What is in essence a veto threat has come from Spain after the 27 EU member states have been able to examine for the first time the draft Brexit agreement.
Spain’s Foreign Minister Josep Borrell told the EU’s Brexit negotiator Michel Barnier on Monday that the Iberian country demanded greater clarity on the situation of Gibraltar.
The 2.3-square-mile territory of Gibraltar was ceded to Britain in 1713 under the Treaty of Utrecht, and has been contested ever since.
“We want the interpretation to be clear in that text that the negotiations between the United Kingdom and the EU will not apply to Gibraltar,” Borrell said following a meeting in Brussels of EU ministers for European affairs, as cited by El Pais.
“[Spain demands] that what is being negotiated has a territorial scope that does not include Gibraltar,” Borrell added.
“That the future negotiations on Gibraltar are separate. And that is what has to be made clear,” he stated.

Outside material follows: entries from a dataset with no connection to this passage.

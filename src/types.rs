//! Core type definitions for the heidelpay gateway protocol.
//!
//! A [`Request`] is a set of parameter groups that serialise to the gateway's
//! flat `GROUP.FIELD=value` form encoding. A [`Response`] is the parsed
//! form-encoded answer with typed accessors for the fields shops care about.

use crate::errors::{HeidelpayError, Result};
use crate::utils::{
    constant_time_eq, is_valid_payment_code, parse_flag, secret_hash, serialize_amount,
    serialize_flag, serialize_secret,
};
use rust_decimal::Decimal;
use secrecy::SecretString;
use serde::Serialize;
use serde_json::Value;
use std::collections::BTreeMap;

/// Version of the gateway request format.
pub const REQUEST_VERSION: &str = "1.0";

/// Value of `CRITERION.SDK_NAME` sent with every transaction.
pub const SDK_NAME: &str = "heidelpay-rs";

/// Value of `CRITERION.SDK_VERSION` sent with every transaction.
pub const SDK_VERSION: &str = env!("CARGO_PKG_VERSION");

/// Transaction mode sent in `TRANSACTION.MODE`.
#[derive(Serialize, Debug, Clone, Copy, PartialEq, Eq)]
#[serde(rename_all = "SCREAMING_SNAKE_CASE")]
pub enum TransactionMode {
    /// Real money transactions
    Live,
    /// Sandbox transactions routed to a simulated connector
    ConnectorTest,
    /// Sandbox transactions answered by the gateway itself
    IntegratorTest,
}

/// Sender identification (`SECURITY.*`).
#[derive(Serialize, Debug, Default)]
pub struct Security {
    /// Security sender id of the merchant
    #[serde(rename = "SECURITY.SENDER", skip_serializing_if = "Option::is_none")]
    pub sender: Option<String>,
}

/// API user credentials (`USER.*`).
#[derive(Serialize, Debug, Default)]
pub struct User {
    /// API user login
    #[serde(rename = "USER.LOGIN", skip_serializing_if = "Option::is_none")]
    pub login: Option<String>,

    /// API user password
    #[serde(
        rename = "USER.PWD",
        serialize_with = "serialize_secret",
        skip_serializing_if = "Option::is_none"
    )]
    pub password: Option<SecretString>,
}

/// Channel and mode of the transaction (`TRANSACTION.*`).
#[derive(Serialize, Debug, Default)]
pub struct Transaction {
    /// Channel id the transaction is booked on
    #[serde(rename = "TRANSACTION.CHANNEL", skip_serializing_if = "Option::is_none")]
    pub channel: Option<String>,

    /// Live or test mode
    #[serde(rename = "TRANSACTION.MODE", skip_serializing_if = "Option::is_none")]
    pub mode: Option<TransactionMode>,
}

/// Identifiers of the transaction and the shopper (`IDENTIFICATION.*`).
#[derive(Serialize, Debug, Default)]
pub struct Identification {
    /// Shop side identifier, e.g. the order or basket id
    #[serde(rename = "IDENTIFICATION.TRANSACTIONID", skip_serializing_if = "Option::is_none")]
    pub transaction_id: Option<String>,

    /// Shop side customer id
    #[serde(rename = "IDENTIFICATION.SHOPPERID", skip_serializing_if = "Option::is_none")]
    pub shopper_id: Option<String>,

    /// Unique id of an earlier transaction this one refers to
    #[serde(rename = "IDENTIFICATION.REFERENCEID", skip_serializing_if = "Option::is_none")]
    pub reference_id: Option<String>,

    /// Invoice id printed on invoice payments
    #[serde(rename = "IDENTIFICATION.INVOICEID", skip_serializing_if = "Option::is_none")]
    pub invoice_id: Option<String>,
}

/// Payment code (`PAYMENT.CODE`), e.g. `CC.PA`.
#[derive(Serialize, Debug, Default)]
pub struct Payment {
    /// Combined payment method and transaction type code
    #[serde(rename = "PAYMENT.CODE", skip_serializing_if = "Option::is_none")]
    pub code: Option<String>,
}

/// Amount, currency and usage text (`PRESENTATION.*`).
#[derive(Serialize, Debug, Default)]
pub struct Presentation {
    /// Amount, sent with two decimals
    #[serde(
        rename = "PRESENTATION.AMOUNT",
        serialize_with = "serialize_amount",
        skip_serializing_if = "Option::is_none"
    )]
    pub amount: Option<Decimal>,

    /// ISO 4217 currency code
    #[serde(rename = "PRESENTATION.CURRENCY", skip_serializing_if = "Option::is_none")]
    pub currency: Option<String>,

    /// Text shown on the customer's statement
    #[serde(rename = "PRESENTATION.USAGE", skip_serializing_if = "Option::is_none")]
    pub usage: Option<String>,
}

/// Hosted payment page and payment frame settings (`FRONTEND.*`).
#[derive(Serialize, Debug)]
pub struct Frontend {
    /// Whether the gateway renders a customer facing frontend
    #[serde(rename = "FRONTEND.ENABLED", serialize_with = "serialize_flag")]
    pub enabled: bool,

    /// Frontend language (ISO 639-1)
    #[serde(rename = "FRONTEND.LANGUAGE", skip_serializing_if = "Option::is_none")]
    pub language: Option<String>,

    /// URL the gateway posts the asynchronous result to
    #[serde(rename = "FRONTEND.RESPONSE_URL", skip_serializing_if = "Option::is_none")]
    pub response_url: Option<String>,

    /// Origin of the page embedding the payment frame
    #[serde(
        rename = "FRONTEND.PAYMENT_FRAME_ORIGIN",
        skip_serializing_if = "Option::is_none"
    )]
    pub payment_frame_origin: Option<String>,

    /// Keeps the payment frame from redirecting the customer on its own
    #[serde(
        rename = "FRONTEND.PREVENT_ASYNC_REDIRECT",
        serialize_with = "serialize_optional_flag",
        skip_serializing_if = "Option::is_none"
    )]
    pub prevent_async_redirect: Option<bool>,

    /// Stylesheet applied to the payment frame
    #[serde(rename = "FRONTEND.CSS_PATH", skip_serializing_if = "Option::is_none")]
    pub css_path: Option<String>,

    /// Frontend mode
    #[serde(rename = "FRONTEND.MODE", skip_serializing_if = "Option::is_none")]
    pub mode: Option<String>,
}

fn serialize_optional_flag<S: serde::Serializer>(
    value: &Option<bool>,
    serializer: S,
) -> std::result::Result<S::Ok, S::Error> {
    match value {
        Some(flag) => serialize_flag(flag, serializer),
        None => serializer.serialize_none(),
    }
}

impl Default for Frontend {
    fn default() -> Self {
        Self {
            enabled: true,
            language: None,
            response_url: None,
            payment_frame_origin: None,
            prevent_async_redirect: None,
            css_path: None,
            mode: Some("WHITELABEL".to_string()),
        }
    }
}

impl Frontend {
    /// Stages a frontend parameter by its lowercase key.
    ///
    /// Flags (`enabled`, `prevent_async_redirect`) accept `TRUE` / `FALSE`.
    /// Passing `None` clears an optional parameter.
    ///
    /// # Examples
    ///
    /// ```
    /// use heidelpay_rs::types::Frontend;
    ///
    /// let mut frontend = Frontend::default();
    /// frontend.set("payment_frame_origin", Some("https://shop.example")).unwrap();
    /// frontend.set("prevent_async_redirect", Some("TRUE")).unwrap();
    /// assert_eq!(frontend.payment_frame_origin.as_deref(), Some("https://shop.example"));
    /// assert_eq!(frontend.prevent_async_redirect, Some(true));
    /// assert!(frontend.set("colour", Some("red")).is_err());
    /// ```
    pub fn set(&mut self, key: &str, value: Option<&str>) -> Result<()> {
        let owned = value.map(str::to_string);
        match key {
            "enabled" => {
                let raw = value.ok_or_else(|| HeidelpayError::InvalidParameterValue {
                    key: key.to_string(),
                    value: String::new(),
                })?;
                self.enabled = parse_flag(key, raw)?;
            }
            "prevent_async_redirect" => {
                self.prevent_async_redirect = value.map(|raw| parse_flag(key, raw)).transpose()?;
            }
            "language" => self.language = owned,
            "response_url" => self.response_url = owned,
            "payment_frame_origin" => self.payment_frame_origin = owned,
            "css_path" => self.css_path = owned,
            "mode" => self.mode = owned,
            _ => return Err(HeidelpayError::UnknownParameter(format!("frontend.{key}"))),
        }
        Ok(())
    }
}

/// Account data (`ACCOUNT.*`). Card numbers never pass through here; cards are
/// captured by the payment frame.
#[derive(Serialize, Debug, Default)]
pub struct Account {
    /// Brand of the payment method, e.g. `SOFORT`
    #[serde(rename = "ACCOUNT.BRAND", skip_serializing_if = "Option::is_none")]
    pub brand: Option<String>,

    /// Account holder
    #[serde(rename = "ACCOUNT.HOLDER", skip_serializing_if = "Option::is_none")]
    pub holder: Option<String>,

    /// IBAN for direct debit
    #[serde(rename = "ACCOUNT.IBAN", skip_serializing_if = "Option::is_none")]
    pub iban: Option<String>,

    /// BIC for direct debit
    #[serde(rename = "ACCOUNT.BIC", skip_serializing_if = "Option::is_none")]
    pub bic: Option<String>,
}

Madrid is reportedly agitated over Article 184 of the Brexit treaty which stipulates that future negotiations are to define the future relationship of the EU and the UK.

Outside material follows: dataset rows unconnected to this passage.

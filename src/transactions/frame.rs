//! Payment frame decorations for card payment methods.
//!
//! Card data must never pass through the shop (PCI DSS), so card payments run
//! inside a payment frame hosted by the gateway. The decorations here stage the
//! frame settings on the request and then delegate to the plain behaviour.

use crate::errors::Result;
use crate::transactions::{Authorize, Debit, Registration, TransactionType};
use crate::types::{Frontend, Response};
use async_trait::async_trait;

/// Payment frame settings.
///
/// # Examples
///
/// ```
/// use heidelpay_rs::transactions::frame::PaymentFrame;
///
/// let frame = PaymentFrame::new("https://shop.example")
///     .with_css_path("https://shop.example/frame.css")
///     .prevent_async_redirect(true);
/// assert!(frame.prevent_async_redirect);
///
/// let defaults = PaymentFrame::default();
/// assert_eq!(defaults.origin, None);
/// assert!(!defaults.prevent_async_redirect);
/// assert_eq!(defaults.css_path, None);
/// ```
#[derive(Debug, Clone, Default, PartialEq, Eq)]
pub struct PaymentFrame {
    /// Origin of the page embedding the frame, e.g. `https://shop.example`
    pub origin: Option<String>,

    /// Leave the redirect to the shop after payment to the embedding page
    pub prevent_async_redirect: bool,

    /// Stylesheet URL used to style the frame
    pub css_path: Option<String>,
}

impl PaymentFrame {
    /// Creates frame settings for a page served from `origin`.
    pub fn new(origin: impl Into<String>) -> Self {
        Self {
            origin: Some(origin.into()),
            ..Self::default()
        }
    }

    /// Sets the stylesheet URL.
    pub fn with_css_path(mut self, css_path: impl Into<String>) -> Self {
        self.css_path = Some(css_path.into());
        self
    }

    /// Sets the redirect prevention flag.
    pub fn prevent_async_redirect(mut self, prevent: bool) -> Self {
        self.prevent_async_redirect = prevent;
        self
    }

    /// Writes the frame settings into `frontend` and enables it.
    pub fn apply(&self, frontend: &mut Frontend) {
        frontend.enabled = true;
        frontend.payment_frame_origin = self.origin.clone();
        frontend.prevent_async_redirect = Some(self.prevent_async_redirect);
        frontend.css_path = self.css_path.clone();
    }
}

/// Fills in frame settings the caller left unset for a card transaction.
///
/// Authorize always enables the frontend. An explicitly staged frame (or a
/// redirect flag set through [`Frontend::set`]) is left untouched.
pub(crate) fn stage_default_frame(frontend: &mut Frontend, transaction: TransactionType) {
    match transaction {
        TransactionType::Authorize => frontend.enabled = true,
        TransactionType::Debit | TransactionType::Registration => {}
        _ => return,
    }
    frontend.prevent_async_redirect.get_or_insert(false);
}

/// Frame aware variants of authorize, debit and registration.
#[async_trait]
pub trait PaymentFrameTransactions: Authorize + Debit + Registration {
    /// Authorizes with the card entered in the payment frame.
    async fn authorize_with_frame(&mut self, frame: PaymentFrame) -> Result<Response> {
        frame.apply(&mut self.request_mut().frontend);
        self.authorize().await
    }

    /// Debits the card entered in the payment frame.
    async fn debit_with_frame(&mut self, frame: PaymentFrame) -> Result<Response> {
        frame.apply(&mut self.request_mut().frontend);
        self.debit().await
    }

    /// Registers the card entered in the payment frame.
    async fn registration_with_frame(&mut self, frame: PaymentFrame) -> Result<Response> {
        frame.apply(&mut self.request_mut().frontend);
        self.registration().await
    }
}

#[cfg(test)]
mod tests {
    use super::*;

    #[test]
    fn test_apply_frame() {
        let mut frontend = Frontend {
            enabled: false,
            ..Frontend::default()
        };

        PaymentFrame::new("https://shop.example")
            .with_css_path("https://shop.example/frame.css")
            .apply(&mut frontend);

        assert!(frontend.enabled);
        assert_eq!(frontend.payment_frame_origin.as_deref(), Some("https://shop.example"));
        assert_eq!(frontend.prevent_async_redirect, Some(false));
        assert_eq!(frontend.css_path.as_deref(), Some("https://shop.example/frame.css"));
    }

    #[test]
    fn test_apply_default_frame_clears_settings() {
        let mut frontend = Frontend::default();
        frontend.css_path = Some("stale.css".to_string());

        PaymentFrame::default().apply(&mut frontend);

        assert_eq!(frontend.payment_frame_origin, None);
        assert_eq!(frontend.css_path, None);
        assert_eq!(frontend.prevent_async_redirect, Some(false));
    }

    #[test]
    fn test_stage_default_frame() {
        let mut frontend = Frontend {
            enabled: false,
            ..Frontend::default()
        };
        stage_default_frame(&mut frontend, TransactionType::Authorize);
        assert!(frontend.enabled);
        assert_eq!(frontend.prevent_async_redirect, Some(false));

        let mut frontend = Frontend {
            enabled: false,
            ..Frontend::default()
        };
        stage_default_frame(&mut frontend, TransactionType::Debit);
        assert!(!frontend.enabled);
        assert_eq!(frontend.prevent_async_redirect, Some(false));

        let mut frontend = Frontend::default();
        PaymentFrame::new("https://shop.example")
            .prevent_async_redirect(true)
            .apply(&mut frontend);
        stage_default_frame(&mut frontend, TransactionType::Registration);
        assert_eq!(frontend.prevent_async_redirect, Some(true));
        assert_eq!(frontend.payment_frame_origin.as_deref(), Some("https://shop.example"));

        let mut frontend = Frontend::default();
        stage_default_frame(&mut frontend, TransactionType::Capture);
        assert_eq!(frontend.prevent_async_redirect, None);
    }
}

The Spanish government was unaware of the article in question until Wednesday night when Barnier provided the draft Brexit deal to the EU27 member states, diplomatic sources are quoted as saying.
However, the Cabinet of UK Prime Minister Theresa May and Gibraltar’s First Minister Gabian Picardo had seen the text beforehand.
Madrid now demands “clarification”, namely, that Article 184 is modified to leave no doubt whatsoever that negotiations with Gibraltar are separate from the Brexit deal, and are subject solely to bilateral talks between London and Madrid.
The draft Brexit withdrawal agreement does contain a protocol of six articles stipulating the establishment of a brand new cooperation framework between Spain and the UK to regulate the relations between Gibraltar and the surrounding Spanish territory known as Campo de Gibraltar.
Under it, three Spanish-British committees are to address the issues of the rights of cross-border workers, the fight against smuggling, environmental protection, and cooperation on law enforcement and border control.
Many EU governments have reportedly agreed that Spain’s concerns over Gibraltar and the Brexit deal should be heeded.
However, several EU member states and Barnier’s negotiating team oppose making changes to the embattled withdrawal agreement with the UK. A solution might be reached through an annex to the Brexit deal.
In October, UK leader Theresa May told the British Parliament that the issue of the Gibraltar’s future status had been settled in the Brexit talks alongside the status of the UK military bases in Cyprus, while the Irish border issue remained the main bone of contention as far as EU – UK borders were concerned.